The nuns have made many sacrifices in order to be able to dedicate their lives fully to God. These include vows of solemnity, stability and poverty. However, the nuns describe their lives as deeply rewarding.

“To be a Sister in Girvan is challenging, pleasant, enriching, humbling and enabling. We receive a small budget from a central fund in the province. We do not have a personal bank account, and we receive a small monthly personal allowance.

“Through our prayer life and living in community our friendship is deepened and strengthened.”

Living together in community in the convent has helped the nuns overcome many obstacles, they said.

“Living in any small group there are challenges. Because of our prayer life and working together we support each other and should problems arise—as they can—we solve them together. Our community life is vibrant. We interact with the parishioners and the wider community. We experience mutual trust.”

The Sisters said that a nun’s life can also contain fun experiences that gives room for laughter and positive interactions with people.

“We enjoy the social celebrations in the parish. For example, we celebrate Christmas, New Year, St Andrew’s and St Patrick’s feasts, and last but not least Burns Night!”

“We also celebrate each Sister’s national feast. We use appropriate decorations on our feast days and enjoy taking part in various parish feasts.”

These inspiring women have been in the Church for almost their entire life, and needless to say, times have changed.
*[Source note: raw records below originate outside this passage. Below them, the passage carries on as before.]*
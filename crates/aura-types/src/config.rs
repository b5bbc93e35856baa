use serde::{Deserialize, Serialize};

use crate::{ConsoleError, Result};

/// Top-level console configuration
#[derive(Debug, Clone, PartialEq, Serialize, Deserialize)]
#[serde(default)]
pub struct ClientConfig {
    /// Base URL of the orchestrator API, including its version prefix
    pub api_base: String,
    pub user_id: String,
    pub pacing: PacingConfig,
    pub upload: UploadConfig,
}

impl Default for ClientConfig {
    fn default() -> Self {
        Self {
            api_base: DEFAULT_API_BASE.to_string(),
            user_id: DEFAULT_USER_ID.to_string(),
            pacing: PacingConfig::default(),
            upload: UploadConfig::default(),
        }
    }
}

impl ClientConfig {
    /// Parse a partial JSON config; missing fields take their defaults.
    pub fn from_json(json: &str) -> Result<Self> {
        let config: ClientConfig = serde_json::from_str(json)?;
        config.validate()?;
        Ok(config)
    }

    pub fn validate(&self) -> Result<()> {
        if self.api_base.trim().is_empty() {
            return Err(ConsoleError::Config("api_base must not be empty".to_string()));
        }
        if self.user_id.trim().is_empty() {
            return Err(ConsoleError::Config("user_id must not be empty".to_string()));
        }
        if self.upload.max_bytes == 0 {
            return Err(ConsoleError::Config("upload.max_bytes must be positive".to_string()));
        }
        Ok(())
    }

    /// `api_base` joined with `path`, without doubled slashes.
    pub fn endpoint(&self, path: &str) -> String {
        format!(
            "{}/{}",
            self.api_base.trim_end_matches('/'),
            path.trim_start_matches('/')
        )
    }
}

/// Visual pacing of the staged reveal
#[derive(Debug, Clone, PartialEq, Eq, Serialize, Deserialize)]
#[serde(default)]
pub struct PacingConfig {
    /// Pause while an agent is shown as processing
    pub work_ms: u64,
    /// Pause after an agent's result is revealed
    pub settle_ms: u64,
}

impl Default for PacingConfig {
    fn default() -> Self {
        Self {
            work_ms: 1200,
            settle_ms: 600,
        }
    }
}

impl PacingConfig {
    /// No pauses at all
    pub fn instant() -> Self {
        Self {
            work_ms: 0,
            settle_ms: 0,
        }
    }
}

#[derive(Debug, Clone, PartialEq, Eq, Serialize, Deserialize)]
#[serde(default)]
pub struct UploadConfig {
    pub max_bytes: u64,
    /// Lowercase, without the leading dot
    pub allowed_extensions: Vec<String>,
}

impl Default for UploadConfig {
    fn default() -> Self {
        Self {
            max_bytes: 50 * 1024 * 1024,
            allowed_extensions: ["csv", "xlsx", "xls", "json"]
                .iter()
                .map(|s| s.to_string())
                .collect(),
        }
    }
}

const DEFAULT_API_BASE: &str = "http://localhost:8000/api/v1";
const DEFAULT_USER_ID: &str = "demo_user";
How have those changes affected them?

“Everything has changed—one great example is the freedom to wear the ‘old habit’ or modern dress,” the nuns said, adding that the other major change is the fall in numbers. “We now have only one house in Scotland, whereas in the past we had six,” they said.

Although it is difficult to predict what the future holds for the convent it is clear it will continue to be an important part of Girvan and the life of the Church.